In terms of ecommerce packing materials and costs, two recent experiences point out the importance of looking at packing and shipping functions together.
To help with Hurricane Florence relief efforts our church was given a gift of 50 tarps worth $800 to help plug leaky roofs. The order was placed using Amazon Prime, and shipped from a single supplier via FedEx Ground in 23 separate cartons over a three-week timeframe. While tarps aren’t breakable, most boxes were far larger than needed and stuffed with inflated air pillows. Because of the long delivery, the tarps were not much help with initial response efforts.
The second example involves a client study of packing and shipping costs. One conclusion was that didn’t take into account the total cost of labor, packing supplies and oversize and DIM weight shipping for the signature items in their assortment. This ecommerce company started out in apparel and expanded into home décor and accessories.
As you consider your ecommerce packing supply requirements, it’s important to look beyond just buying boxes and dunnage. The larger issues of dimensional weight and shipping costs, increasing labor costs, brand perception and environmental impact are important, too.
Here are 7 recommendations to consider as you review your packing and shipping processes and the materials used:
Perform Packing Process and Materials Review
What do your customer service and operations reports show about damages from improper packing or packing materials? What recommendations should be considered?
From analyzing your shipping station data, how does total weight, dimensional weight, oversize charges, special handling and the number of cartons shipped per order affect shipping cost? What improvements can be made in carton consolidation? How much dunnage is used – are you shipping air? Small changes in carton size reduce costs dramatically.
What percentage of your assortment and shipped cartons are oversized items and ship-alones? What is the average labor cost on oversized items requiring special labor and materials to pack? How can this be improved?
Large and dimensional weight products may be received by pallet load but are not consolidated with other items.
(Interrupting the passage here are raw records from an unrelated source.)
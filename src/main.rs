use anyhow::Context;
use clap::{Parser, Subcommand};

/// HTTP service for creating and looking up users.
#[derive(Parser)]
#[command(author, version, about, long_about = None)]
struct Cli {
    #[command(subcommand)]
    command: Option<Commands>,
}

#[derive(Subcommand)]
enum Commands {
    /// Serve the HTTP API (the default).
    Serve,
    /// Apply pending database migrations and exit.
    Migrate,
}

#[tokio::main]
async fn main() -> anyhow::Result<()> {
    // A missing .env is fine; the environment may already be set.
    dotenvy::dotenv().ok();

    let cli = Cli::parse();
    let settings = configuration::load_config().context("Cannot load configuration")?;
    let _guard = web_server::telemetry::init(&settings.app)?;

    match cli.command.unwrap_or(Commands::Serve) {
        Commands::Serve => web_server::run_server(settings).await,
        Commands::Migrate => {
            let database = web_server::connect_database(&settings).await?;
            database.run_migrations().await?;
            tracing::info!("Migrations applied");
            database
                .close(std::time::Duration::from_secs(settings.app.graceful_timeout))
                .await;
            Ok(())
        }
    }
}
//! User use cases: the business rules between the HTTP handlers and storage.
//!
//! Use cases speak [`Exception`](core_types::Exception) to their callers and
//! [`UserRepository`](database::UserRepository) to storage.

pub mod creator;
pub mod getter;

#[cfg(test)]
mod testing;

pub use creator::{Creator, CreatorUseCase};
pub use getter::{Getter, GetterUseCase};
use async_trait::async_trait;
use core_types::{EXISTING_USERNAME, Exception, GENERIC, USER_BELOW_AGE, USER_MIN_AGE, User};
use database::UserRepository;

#[async_trait]
pub trait CreatorUseCase: Send + Sync {
    /// Registers a new user. The username must not belong to another active user.
    async fn create(&self, name: String, username: String, age: i32) -> Result<User, Exception>;
}

/// Creates users through a [`UserRepository`].
#[derive(Debug, Clone)]
pub struct Creator<R> {
    users: R,
}

impl<R: UserRepository> Creator<R> {
    pub fn new(users: R) -> Self {
        Self { users }
    }
}

#[async_trait]
impl<R: UserRepository> CreatorUseCase for Creator<R> {
    async fn create(&self, name: String, username: String, age: i32) -> Result<User, Exception> {
        if age < USER_MIN_AGE {
            return Err(USER_BELOW_AGE.raise("Cannot create user underaged"));
        }

        let user = User::new(name, username, age);

        let stored = self
            .users
            .transaction(|users| async move { users.create(&user).await })
            .await;

        match stored {
            Ok(created) => {
                tracing::debug!(user_id = %created.id, "Created user");
                Ok(created)
            }
            Err(err) if err.is_integrity_violation() => {
                Err(EXISTING_USERNAME.wrap(err, "Cannot create user with existing username"))
            }
            Err(err) => Err(GENERIC.wrap(err, "Cannot create user")),
        }
    }
}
Don’t assume the external carton is strong enough to survive shipping and protect the product. Consider the tensile strength and any protective materials needed in each carton. Determine this by product and specify it on your purchase order and in your vendor compliance manual.
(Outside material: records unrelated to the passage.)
use async_trait::async_trait;
use core_types::{Exception, GENERIC, USER_NOT_EXISTS, User};
use database::UserRepository;
use uuid::Uuid;

#[async_trait]
pub trait GetterUseCase: Send + Sync {
    async fn get_by_id(&self, id: Uuid) -> Result<User, Exception>;

    /// Active users whose username contains `username`. An empty filter
    /// matches everyone.
    async fn list(&self, username: &str) -> Result<Vec<User>, Exception>;
}

/// Reads users through a [`UserRepository`].
#[derive(Debug, Clone)]
pub struct Getter<R> {
    users: R,
}

impl<R: UserRepository> Getter<R> {
    pub fn new(users: R) -> Self {
        Self { users }
    }
}

#[async_trait]
impl<R: UserRepository> GetterUseCase for Getter<R> {
    async fn get_by_id(&self, id: Uuid) -> Result<User, Exception> {
        self.users.get_by_id(id).await.map_err(|err| {
            if err.is_no_rows() {
                USER_NOT_EXISTS.wrap(err, "Cannot get a user with that id")
            } else {
                GENERIC.wrap(err, "Cannot get user")
            }
        })
    }

    async fn list(&self, username: &str) -> Result<Vec<User>, Exception> {
        self.users
            .list(username)
            .await
            .map_err(|err| GENERIC.wrap(err, "Cannot list users"))
    }
}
Can you reduce costs with carrier supplied materials such as flat-rate USPS boxes or envelopes? What will provide to reduce costs (e.g. supplies, shipping stations, etc.)? Taking this holistic approach to the process and materials should bring the most benefit and savings.
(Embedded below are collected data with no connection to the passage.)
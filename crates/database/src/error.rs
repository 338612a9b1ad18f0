use regex::Regex;
use std::borrow::Cow;
use std::sync::LazyLock;
use thiserror::Error;

/// SQLSTATE class for integrity constraint violations (unique, foreign key,
/// not null, check, exclusion).
const INTEGRITY_CONSTRAINT_VIOLATION_CLASS: &str = "23";

static SQLSTATE_PATTERN: LazyLock<Regex> = LazyLock::new(|| {
    Regex::new(r"\(SQLSTATE ([0-9A-Z]{5})\)").expect("SQLSTATE pattern is valid")
});

#[derive(Error, Debug)]
pub enum DbError {
    #[error("Invalid database connection configuration: {0}")]
    ConnectionConfigError(String),

    #[error("Cannot connect to the database within {seconds}s ({attempts} attempts)")]
    ConnectionTimeout {
        seconds: u64,
        attempts: u32,
        #[source]
        last_error: Option<sqlx::Error>,
    },

    #[error("Database unreachable: {0}")]
    Unreachable(#[source] sqlx::Error),

    #[error("Database pool size {size} is below the minimum of {min}")]
    PoolBelowMinimum { size: u32, min: u32 },

    #[error("Database migration failed: {0}")]
    MigrationError(#[from] sqlx::migrate::MigrateError),

    #[error("No rows in result set")]
    NoRows(#[source] sqlx::Error),

    #[error("Integrity constraint violation (SQLSTATE {code})")]
    IntegrityViolation {
        code: String,
        #[source]
        source: sqlx::Error,
    },

    #[error("Cannot begin transaction: {0}")]
    BeginFailure(#[source] sqlx::Error),

    #[error("Cannot commit transaction: {0}")]
    CommitFailure(#[source] sqlx::Error),

    #[error("Cannot rollback transaction: {0}")]
    RollbackFailure(#[source] sqlx::Error),

    #[error("The transaction has already finished")]
    TransactionClosed,

    #[error("Database query failed: {0}")]
    Query(#[source] sqlx::Error),
}

impl DbError {
    /// The query matched zero rows where exactly one was expected.
    pub fn is_no_rows(&self) -> bool {
        matches!(self, DbError::NoRows(_))
    }

    /// A unique, foreign key, not null or check constraint rejected the write.
    pub fn is_integrity_violation(&self) -> bool {
        matches!(self, DbError::IntegrityViolation { .. })
    }
}

/// Every driver error goes through [`classify`], so `?` at the repository
/// boundary is the one place errors get interpreted.
impl From<sqlx::Error> for DbError {
    fn from(err: sqlx::Error) -> Self {
        classify(err)
    }
}

/// Maps a driver error onto the storage taxonomy.
///
/// Unrecognised errors are passed through as [`DbError::Query`] with the
/// original error as their source.
pub fn classify(err: sqlx::Error) -> DbError {
    if matches!(err, sqlx::Error::RowNotFound) {
        return DbError::NoRows(err);
    }

    match sqlstate(&err).map(Cow::into_owned) {
        Some(code) if code.starts_with(INTEGRITY_CONSTRAINT_VIOLATION_CLASS) => {
            DbError::IntegrityViolation { code, source: err }
        }
        _ => DbError::Query(err),
    }
}

/// The vendor error code, from the driver when it exposes one, otherwise from
/// the `(SQLSTATE xxxxx)` suffix in the error text.
fn sqlstate(err: &sqlx::Error) -> Option<Cow<'_, str>> {
    if let sqlx::Error::Database(db_err) = err {
        if let Some(code) = db_err.code() {
            return Some(code);
        }
    }

    let text = err.to_string();
    SQLSTATE_PATTERN
        .captures(&text)
        .and_then(|captures| captures.get(1))
        .map(|code| Cow::Owned(code.as_str().to_owned()))
}
//! Types shared by every layer: the `User` model and the exception envelope.

pub mod exception;
pub mod user;

// Re-export the core types to provide a clean public API.
pub use exception::{Exception, ExceptionKind, Origin, GENERIC};
pub use user::{User, EXISTING_USERNAME, USER_BELOW_AGE, USER_MIN_AGE, USER_NOT_EXISTS};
Bulk Packing Material Purchases and Space
To get the lowest cost, bulk purchases are necessary. Materials often take up large amounts of pallet rack and floor space. Will your suppliers hold packing materials for you and provide just-in-time delivery to save space?
Product Selection and Fulfillment
As your company’s merchandising team makes product selections, are some difficult to pack due to fragility, oversize and DIM or their ship-alone nature? We recommend the head of operations review the options before the final decision. This is not so much to eliminate a product but to make everyone aware of concerns and to give fulfillment a heads up on ordering supplies and planning packing. It will also give them time to plan any special item packing required and order materials.
If your company has a green initiative, the amount of materials used is a big factor. In the second example above, what kind of message does your packaging give the customer?
Consider Branding in the Decision
Are you carrying your brand’s messaging on print and packing materials, sealing tape and cartons? Are you doing something that confuses the customer because of your practices?
In the second case above, the brand message was consistent; the care in packing of signature items was excellent with low damage and great appearance at unboxing. However, it was expensive in terms of labor, packing material and shipping costs. The signature items were best sellers too. The company decided that for the next couple years these home décor items and how they appeared was an important part of their growth strategy.
Considering the increasing cost of labor and shipping, is there an opportunity to apply automation? This may include on-demand box sizing and production, cartonization and enterprise shipping systems.
Automated box-making equipment does represent a considerable investment. However, the objective is to reduce material inventories, optimize shipping costs, increase packing and shipping productivity and minimize damage resulting in returns. You will need a holistic picture of your packing labor, materials and shipping costs to justify this automation. Considering how these costs are accelerating, it may be a good strategy to investigate.
Involve Outside Experts
We recommend using packaging engineers to add skills and experience you may not have internally. They may be available from a packing materials distributor, carrier, automation company or consultant. Make them part of your assessment team.
It’s not just about buying boxes and packing materials. To become more efficient and address environmental and brand concerns, understand your overall packing and shipping processes, labor use, materials and shipping costs.